All at once he was eager for the gold, in a flame, in fact, to find it. The treasure, after being in abeyance, had reasserted its power to lure him. He approached the Professor who was standing on the shelf, and said:

“Professor, I feel that I have solved the secret of Ananias Brown’s words. It has come to me all at once. Will you and the others go with me?”

“Of course,” said the Professor, and he called to Herbert and Jed.

“I don’t think the trip will take us far,” said Charles. “It leads just through the street of our city here.”
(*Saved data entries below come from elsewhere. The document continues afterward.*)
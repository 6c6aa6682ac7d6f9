//! Record store builder.
//!
//! Folds raw dataset rows into the nested per-country
//! [`DisasterStore`]: population by year, and disaster statistics by year
//! and type. A later row for the same (country, year, type) triple replaces
//! the earlier one.

use std::collections::BTreeMap;

use disaster_map_disaster_models::{
    CountryRecord, DisasterStats, DisasterStore, DisasterType, StatValue, fields,
};

use crate::DataError;
use crate::parsing::{parse_population, parse_year};
use crate::progress::{NullProgress, ProgressCallback};
use crate::schema::{ColumnKind, RowSchema};

/// Rows between progress updates.
const PROGRESS_CHUNK: usize = 1_000;

/// One raw dataset row: column header to cell text.
#[derive(Debug, Clone, Default, PartialEq, Eq)]
pub struct RawRow {
    cells: BTreeMap<String, String>,
}

impl RawRow {
    /// Creates an empty row.
    #[must_use]
    pub fn new() -> Self {
        Self::default()
    }

    /// Sets a cell, returning `self` for chaining.
    #[must_use]
    pub fn with(mut self, header: impl Into<String>, value: impl Into<String>) -> Self {
        self.insert(header, value);
        self
    }

    /// Sets a cell.
    pub fn insert(&mut self, header: impl Into<String>, value: impl Into<String>) {
        self.cells.insert(header.into(), value.into());
    }

    /// Cell text for `header`, if present.
    #[must_use]
    pub fn get(&self, header: &str) -> Option<&str> {
        self.cells.get(header).map(String::as_str)
    }

    /// Column headers present on this row.
    pub fn headers(&self) -> impl Iterator<Item = &str> {
        self.cells.keys().map(String::as_str)
    }

    /// Iterates `(header, cell)` pairs.
    pub fn iter(&self) -> impl Iterator<Item = (&str, &str)> {
        self.cells.iter().map(|(k, v)| (k.as_str(), v.as_str()))
    }
}

impl<K: Into<String>, V: Into<String>> FromIterator<(K, V)> for RawRow {
    fn from_iter<T: IntoIterator<Item = (K, V)>>(iter: T) -> Self {
        Self {
            cells: iter
                .into_iter()
                .map(|(k, v)| (k.into(), v.into()))
                .collect(),
        }
    }
}

/// Result of building a store: the store plus every row that was skipped.
#[derive(Debug, Clone, Default)]
pub struct BuildOutcome {
    /// The pristine record store.
    pub store: DisasterStore,
    /// Rows that were skipped, in input order.
    pub errors: Vec<DataError>,
}

/// Builds the record store from raw rows.
#[must_use]
pub fn build(rows: &[RawRow]) -> BuildOutcome {
    build_with_progress(rows, &NullProgress)
}

/// Builds the record store from raw rows, reporting progress.
#[must_use]
pub fn build_with_progress(rows: &[RawRow], progress: &dyn ProgressCallback) -> BuildOutcome {
    let schema = RowSchema::from_headers(rows.iter().flat_map(RawRow::headers));
    if !rows.is_empty() && !schema.has_identity_columns() {
        log::warn!(
            "Dataset is missing one of '{}', '{}', '{}'; every row will be skipped",
            fields::COUNTRY_NAME,
            fields::YEAR,
            fields::DISASTER_TYPE
        );
    }

    progress.set_total(rows.len() as u64);
    progress.set_message("Building record store".to_string());

    let mut outcome = BuildOutcome::default();

    for (i, row) in rows.iter().enumerate() {
        if let Err(e) = merge_row(&mut outcome.store, &schema, row, i + 1) {
            log::warn!("Skipping malformed row: {e}");
            outcome.errors.push(e);
        }

        if (i + 1) % PROGRESS_CHUNK == 0 {
            progress.inc(PROGRESS_CHUNK as u64);
        }
    }
    progress.inc((rows.len() % PROGRESS_CHUNK) as u64);

    log::info!(
        "Built record store: {} countries from {} rows ({} skipped)",
        outcome.store.len(),
        rows.len(),
        outcome.errors.len()
    );
    progress.finish(format!(
        "record store built -- {} countries",
        outcome.store.len()
    ));

    outcome
}

/// Reads a required identifying cell, treating blank text as missing.
fn required<'a>(row: &'a RawRow, field: &'static str, row_num: usize) -> Result<&'a str, DataError> {
    row.get(field)
        .map(str::trim)
        .filter(|s| !s.is_empty())
        .ok_or(DataError::MissingField {
            row: row_num,
            field,
        })
}

fn merge_row(
    store: &mut DisasterStore,
    schema: &RowSchema,
    row: &RawRow,
    row_num: usize,
) -> Result<(), DataError> {
    let country = required(row, fields::COUNTRY_NAME, row_num)?;
    let year_raw = required(row, fields::YEAR, row_num)?;
    let year = parse_year(year_raw).ok_or_else(|| DataError::InvalidYear {
        row: row_num,
        value: year_raw.to_string(),
    })?;
    let type_raw = required(row, fields::DISASTER_TYPE, row_num)?;
    let disaster_type: DisasterType =
        type_raw
            .parse()
            .map_err(|_| DataError::UnknownDisasterType {
                row: row_num,
                value: type_raw.to_string(),
            })?;

    let record = store
        .entry(country.to_string())
        .or_insert_with(|| CountryRecord::new(country));

    let mut stats = DisasterStats::default();

    for (header, cell) in row.iter() {
        match schema.kind(header) {
            ColumnKind::Population(pop_year) => {
                if let Some(population) = parse_population(cell) {
                    record.population.insert(pop_year, population);
                }
            }
            ColumnKind::Stat => {
                stats
                    .values
                    .insert(header.to_string(), StatValue::parse(cell));
            }
            ColumnKind::CountryName | ColumnKind::Year | ColumnKind::DisasterType => {}
        }
    }

    record
        .disaster
        .entry(year)
        .or_default()
        .insert(disaster_type, stats);

    Ok(())
}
They did not question his intuition, but went with him without a word. The terrace in front of the village seemed to stop abruptly at either end, but Charles had noticed at the north a rude trace on the side of the cliff, and he believed that it had been made originally by man, though almost wholly covered up by nature.

“I’ve a theory that this path or at least what used to be a path leads some distance further,” he said. “Just wait here a minute, will you?”

He returned to the first cliff dwelling, and, securing the miner’s pick that had been in his pack, broke a way through some dense undergrowth, clustering at the head of the trace. It had grown so thick and strong, and the slope at that point was so steep that it took him, with the help of the others, half an hour to do the work, and they had, too, to practice the greatest caution to prevent a fall that would have been fatal.

When they had cut a path through the thick bushes in the crevices of the cliff, and Charles had come out on the other side, he uttered a joyous “Ah!”

“Have you found what you expected to find?” asked the Professor.

“So far, Professor,” he replied.

“This is surely mighty cur’ous an’ interestin’,” said Jed.

Herbert was silent, but no detail escaped him.

They entered upon a clearly defined trail or trace, hidden from notice before by the rocks and trailing bushes, but affording a comparatively easy footing. Charles, usually so contained, began to show excitement, and the others shared it with him. They, too, suddenly felt the spell of gold, and their blood sparkled into a flame.

The path now led along the slope in a parallel line, a slope itself and scarce a foot in width. No eye, from either below or above, could have noticed it there. It led straight on, a long distance toward the waterfall where the canyon stopped, and Charles noticed the fact exultantly. Again were his hopes confirmed.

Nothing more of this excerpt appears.